カエリウスが疑問の声を上げると、彼の方を向きアトライアスは続けた。

「その気になればシュロウガを殺せたにも拘らず、シュロウガを殺さなかった。我々と敵対したくなかったからでは?」

 アトライアスの笑みに、カエリウスに嫌な予感が走った。

「シュヴェリアに関しては無害と判断していいのではないか? 我々に害のないところで強者が暴れても何も問題はない」

 ざわつく魔将たち、代表してカエリウスが異議を申し立てた。

「陛下、しかし、すでに実害が――」

「シュロウガ、手を出したのはどちらからだ?」

 アトライアスの問いに、答えるシュロウガ。

「私カラデス、黒キ英雄ノ力ヲ調ベル必要ガアルト思イマシタ」

 恐縮するように言うシュロウガに「よい、間違った判断ではない」と続ける。

「だそうだが」

「……手を出さなければ無害だったと?」

「私はそう思う」

考え込むカエリウス。
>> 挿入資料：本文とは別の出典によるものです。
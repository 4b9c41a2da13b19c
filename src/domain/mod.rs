//! Domain layer - Core business entities and logic
//!
//! Contains the identity record, the password value object, and the access
//! policy table, independent of storage and transport concerns.

pub mod identity;
pub mod password;
pub mod policy;

pub use identity::{IdentityView, ProfileUpdate, RegistrationRequest, UserIdentity};
pub use password::Password;
pub use policy::{authorize, Action, Viewer};
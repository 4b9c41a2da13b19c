//! Registration service - turns a registration request into a valid,
//! persistable identity.
//!
//! Validation order is part of the contract: the confirmation match runs
//! before anything else, then password length, then structural field checks,
//! then uniqueness. The uniqueness guarantee itself is delegated to the
//! storage layer; a commit-time unique violation (a lost race) is translated
//! into the same duplicate errors as the pre-check.

use std::sync::Arc;

use async_trait::async_trait;
use validator::Validate;

use crate::config::Settings;
use crate::domain::{Password, RegistrationRequest, UserIdentity};
use crate::errors::{IdentityError, IdentityResult};
use crate::infra::IdentityRepository;

/// Registration operations.
#[async_trait]
pub trait RegistrationService: Send + Sync {
    /// Validate a registration request and persist the new identity.
    async fn register(&self, request: RegistrationRequest) -> IdentityResult<UserIdentity>;

    /// Verify a username/password pair against the stored hash.
    ///
    /// Token issuance is the auth layer's concern; this only answers
    /// whether the credentials belong to an active identity.
    async fn verify_credentials(
        &self,
        username: &str,
        password: &str,
    ) -> IdentityResult<UserIdentity>;
}

/// Concrete registration validator backed by an explicit repository.
pub struct Registrar {
    repo: Arc<dyn IdentityRepository>,
    settings: Settings,
}

impl Registrar {
    pub fn new(repo: Arc<dyn IdentityRepository>, settings: Settings) -> Self {
        Self { repo, settings }
    }

    /// Map structural validation failures onto the error taxonomy.
    fn check_fields(request: &RegistrationRequest) -> IdentityResult<()> {
        if let Err(errors) = request.validate() {
            if errors.field_errors().contains_key("email") {
                return Err(IdentityError::InvalidEmailFormat);
            }
            return Err(IdentityError::validation(format_validation_errors(
                &errors,
            )));
        }
        Ok(())
    }
}

/// Format validation errors into a user-friendly string
fn format_validation_errors(errors: &validator::ValidationErrors) -> String {
    errors
        .field_errors()
        .iter()
        .flat_map(|(field, errs)| {
            errs.iter().map(move |e| {
                e.message
                    .as_ref()
                    .map(|m| m.to_string())
                    .unwrap_or_else(|| format!("{} is invalid", field))
            })
        })
        .collect::<Vec<_>>()
        .join(", ")
}

#[async_trait]
impl RegistrationService for Registrar {
    async fn register(&self, request: RegistrationRequest) -> IdentityResult<UserIdentity> {
        // 1. Confirmation match, before any persistence attempt
        if request.password != request.password_confirm {
            return Err(IdentityError::PasswordMismatch);
        }

        // 2. Password length
        if (request.password.chars().count() as u64) < self.settings.min_password_length {
            return Err(IdentityError::PasswordTooShort(
                self.settings.min_password_length,
            ));
        }

        // 3. Structural field checks (email syntax, name lengths)
        Self::check_fields(&request)?;

        // 4. Uniqueness pre-check for deterministic errors. The store
        //    re-enforces this at commit time, so a concurrent duplicate
        //    still fails even if it slips past the pre-check.
        if self.repo.find_by_username(&request.username).await?.is_some() {
            return Err(IdentityError::DuplicateUsername);
        }
        if self.repo.find_by_email(&request.email).await?.is_some() {
            return Err(IdentityError::DuplicateEmail);
        }

        // 5. Hash and construct; password_confirm is dropped here and the
        //    plaintext never leaves this scope.
        let password_hash = Password::new(&request.password)?.into_string();
        let identity = UserIdentity::new(
            request.username,
            request.email,
            request.first_name,
            request.last_name,
            password_hash,
        );

        let created = self.repo.create(identity).await?;
        tracing::info!(username = %created.username, id = %created.id, "identity registered");
        Ok(created)
    }

    async fn verify_credentials(
        &self,
        username: &str,
        password: &str,
    ) -> IdentityResult<UserIdentity> {
        let found = self.repo.find_by_username(username).await?;

        // Verify against a dummy hash when the username is unknown, so the
        // response time does not reveal which usernames exist.
        let dummy_hash =
            "$argon2id$v=19$m=19456,t=2,p=1$dummysalt123456$dummyhash1234567890123456789012";
        let stored = match &found {
            Some(identity) => Password::from_hash(identity.password_hash.clone()),
            None => Password::from_hash(dummy_hash.to_string()),
        };
        let password_valid = stored.verify(password);

        match found {
            Some(identity) if password_valid && identity.is_active => Ok(identity),
            _ => Err(IdentityError::InvalidCredentials),
        }
    }
}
ウロフェスが手を上げる。

「陛下、意見を述べる機会をいただきたく」

「良かろう」アトライアスの返事を聞き、立ち上がるウロフェス。

「陛下の今の意見は希望的観測が多く含まれていると思います。シュロウガを殺さなかったのは殺さなかったのではなく、殺せなかったのではないでしょうか?」

「というと?」

「単に余力がなかったのではないでしょうか、シュロウガに致命的な一撃を与えたがそれが彼らの限界だったのです」

「なるほど、よくわかった。ウロフェス、ではその程度の敵に我々が警戒レベルを上げる理由を説明してくれ」

「……」

言葉を呑むウロフェス、アトライアスはにやりと笑う。

「もうよいぞ」

「……は」

 ウロフェスが跪くのを確認し、アトライアスは続ける。

「他に意見のあるものは居るか?」

 手を上げるものは誰もいなかった。